Problem details => A single number is the required answer: the count of lines in the listing below that hold the string "shared".

Information provided =>

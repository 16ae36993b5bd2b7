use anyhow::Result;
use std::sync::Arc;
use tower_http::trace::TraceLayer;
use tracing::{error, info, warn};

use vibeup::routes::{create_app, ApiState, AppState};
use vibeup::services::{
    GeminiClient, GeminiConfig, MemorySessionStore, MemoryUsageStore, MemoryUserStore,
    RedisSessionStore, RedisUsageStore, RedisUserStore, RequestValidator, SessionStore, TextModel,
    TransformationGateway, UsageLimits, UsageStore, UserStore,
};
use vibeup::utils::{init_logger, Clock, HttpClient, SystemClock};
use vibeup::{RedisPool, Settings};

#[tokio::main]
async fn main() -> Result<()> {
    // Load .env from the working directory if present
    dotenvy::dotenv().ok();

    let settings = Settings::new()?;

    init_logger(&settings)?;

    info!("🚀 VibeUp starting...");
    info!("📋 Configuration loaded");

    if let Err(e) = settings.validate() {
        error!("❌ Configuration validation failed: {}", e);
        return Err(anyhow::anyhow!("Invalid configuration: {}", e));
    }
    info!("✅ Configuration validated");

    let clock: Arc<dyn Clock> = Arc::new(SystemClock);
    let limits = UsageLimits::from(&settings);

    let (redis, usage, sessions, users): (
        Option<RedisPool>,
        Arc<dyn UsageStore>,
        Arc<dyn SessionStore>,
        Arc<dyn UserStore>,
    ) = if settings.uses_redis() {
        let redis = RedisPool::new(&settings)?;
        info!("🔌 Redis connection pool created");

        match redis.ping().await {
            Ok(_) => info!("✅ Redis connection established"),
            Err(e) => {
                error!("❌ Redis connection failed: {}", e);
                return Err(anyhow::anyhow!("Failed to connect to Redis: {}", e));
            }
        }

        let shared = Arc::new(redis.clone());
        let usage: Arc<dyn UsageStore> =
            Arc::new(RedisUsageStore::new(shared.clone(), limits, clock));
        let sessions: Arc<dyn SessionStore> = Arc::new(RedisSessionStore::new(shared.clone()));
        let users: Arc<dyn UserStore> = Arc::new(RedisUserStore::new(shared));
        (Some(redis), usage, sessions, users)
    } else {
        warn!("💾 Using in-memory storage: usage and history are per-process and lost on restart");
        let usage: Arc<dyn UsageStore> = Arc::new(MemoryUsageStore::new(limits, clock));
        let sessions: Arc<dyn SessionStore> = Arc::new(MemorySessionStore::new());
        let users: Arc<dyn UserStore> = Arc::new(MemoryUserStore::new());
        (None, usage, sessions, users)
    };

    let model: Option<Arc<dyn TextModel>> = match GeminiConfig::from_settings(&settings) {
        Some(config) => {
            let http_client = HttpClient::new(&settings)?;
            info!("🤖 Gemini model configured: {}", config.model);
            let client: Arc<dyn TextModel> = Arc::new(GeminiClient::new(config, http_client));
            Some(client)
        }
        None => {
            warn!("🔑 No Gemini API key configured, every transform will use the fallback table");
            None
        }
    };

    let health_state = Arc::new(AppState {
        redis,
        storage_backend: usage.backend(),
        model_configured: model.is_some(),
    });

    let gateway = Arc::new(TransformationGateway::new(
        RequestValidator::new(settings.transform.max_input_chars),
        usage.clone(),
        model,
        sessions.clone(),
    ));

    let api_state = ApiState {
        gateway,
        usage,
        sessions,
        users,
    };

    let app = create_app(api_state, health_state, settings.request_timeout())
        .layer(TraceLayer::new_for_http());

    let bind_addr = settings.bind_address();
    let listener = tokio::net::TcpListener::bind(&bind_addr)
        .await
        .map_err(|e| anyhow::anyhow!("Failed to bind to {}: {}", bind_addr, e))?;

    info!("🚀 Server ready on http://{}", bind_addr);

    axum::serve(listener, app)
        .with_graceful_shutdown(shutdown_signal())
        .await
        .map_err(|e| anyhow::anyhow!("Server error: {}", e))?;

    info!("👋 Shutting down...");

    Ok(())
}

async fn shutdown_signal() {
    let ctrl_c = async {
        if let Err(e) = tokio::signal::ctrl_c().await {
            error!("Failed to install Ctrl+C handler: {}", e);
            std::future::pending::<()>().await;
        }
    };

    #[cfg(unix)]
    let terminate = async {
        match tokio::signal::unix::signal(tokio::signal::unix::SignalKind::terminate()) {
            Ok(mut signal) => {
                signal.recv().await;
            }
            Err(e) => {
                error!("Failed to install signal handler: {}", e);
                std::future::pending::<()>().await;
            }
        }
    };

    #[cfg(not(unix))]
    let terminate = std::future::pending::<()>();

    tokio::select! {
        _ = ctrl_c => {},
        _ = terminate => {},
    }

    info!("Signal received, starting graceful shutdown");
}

Response area => 4